++++ Dataset records ++++

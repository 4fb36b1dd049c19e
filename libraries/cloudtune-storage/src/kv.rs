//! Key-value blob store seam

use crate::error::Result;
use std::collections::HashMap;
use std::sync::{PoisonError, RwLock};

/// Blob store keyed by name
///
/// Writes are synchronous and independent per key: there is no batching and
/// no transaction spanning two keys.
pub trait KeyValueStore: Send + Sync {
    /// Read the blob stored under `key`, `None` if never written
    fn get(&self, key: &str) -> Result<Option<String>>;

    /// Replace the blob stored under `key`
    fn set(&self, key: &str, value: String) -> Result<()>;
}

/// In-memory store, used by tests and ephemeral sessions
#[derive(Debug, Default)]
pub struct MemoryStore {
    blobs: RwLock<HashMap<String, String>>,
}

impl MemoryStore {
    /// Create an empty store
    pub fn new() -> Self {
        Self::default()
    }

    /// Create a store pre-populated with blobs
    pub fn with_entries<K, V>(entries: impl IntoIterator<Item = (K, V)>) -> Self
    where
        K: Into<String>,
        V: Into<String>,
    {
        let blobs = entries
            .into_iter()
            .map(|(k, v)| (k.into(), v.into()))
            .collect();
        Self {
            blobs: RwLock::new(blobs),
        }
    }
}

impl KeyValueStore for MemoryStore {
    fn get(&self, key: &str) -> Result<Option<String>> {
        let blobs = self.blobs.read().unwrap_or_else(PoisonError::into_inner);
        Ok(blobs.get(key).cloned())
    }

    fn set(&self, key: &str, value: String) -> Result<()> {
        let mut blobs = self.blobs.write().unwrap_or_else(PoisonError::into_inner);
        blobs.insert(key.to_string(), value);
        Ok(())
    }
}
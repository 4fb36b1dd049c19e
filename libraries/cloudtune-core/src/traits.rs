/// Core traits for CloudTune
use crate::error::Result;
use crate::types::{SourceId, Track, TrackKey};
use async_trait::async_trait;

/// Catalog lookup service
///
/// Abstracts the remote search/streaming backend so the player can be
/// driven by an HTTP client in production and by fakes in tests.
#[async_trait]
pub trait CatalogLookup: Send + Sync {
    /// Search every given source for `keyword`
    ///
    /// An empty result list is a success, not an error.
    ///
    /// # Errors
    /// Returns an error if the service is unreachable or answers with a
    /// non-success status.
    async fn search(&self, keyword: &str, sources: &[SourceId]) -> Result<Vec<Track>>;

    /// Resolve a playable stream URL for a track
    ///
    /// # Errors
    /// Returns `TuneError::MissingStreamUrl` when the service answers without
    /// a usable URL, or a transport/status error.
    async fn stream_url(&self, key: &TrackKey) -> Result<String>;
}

++++
++++ Dataset records ++++

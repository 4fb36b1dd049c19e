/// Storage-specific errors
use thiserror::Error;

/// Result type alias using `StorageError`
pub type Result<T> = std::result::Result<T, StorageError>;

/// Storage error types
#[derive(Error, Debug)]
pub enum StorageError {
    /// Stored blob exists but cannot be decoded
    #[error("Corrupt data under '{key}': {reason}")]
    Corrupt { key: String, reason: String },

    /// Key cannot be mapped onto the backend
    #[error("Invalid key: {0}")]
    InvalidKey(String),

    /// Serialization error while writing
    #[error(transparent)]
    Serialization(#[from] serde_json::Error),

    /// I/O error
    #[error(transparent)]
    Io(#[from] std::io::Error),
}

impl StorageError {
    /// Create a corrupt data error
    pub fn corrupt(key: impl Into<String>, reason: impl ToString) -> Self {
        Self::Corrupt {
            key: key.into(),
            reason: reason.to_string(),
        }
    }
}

++++

> _What to do_
Would you output, from the records above, exactly the run of lines that starts at the line containing "use async_trait::async_trait;" and ends at the line containing "answers with a", and only that run?

> _Task answer_
use async_trait::async_trait;

/// Catalog lookup service
///
/// Abstracts the remote search/streaming backend so the player can be
/// driven by an HTTP client in production and by fakes in tests.
#[async_trait]
pub trait CatalogLookup: Send + Sync {
    /// Search every given source for `keyword`
    ///
    /// An empty result list is a success, not an error.
    ///
    /// # Errors
    /// Returns an error if the service is unreachable or answers with a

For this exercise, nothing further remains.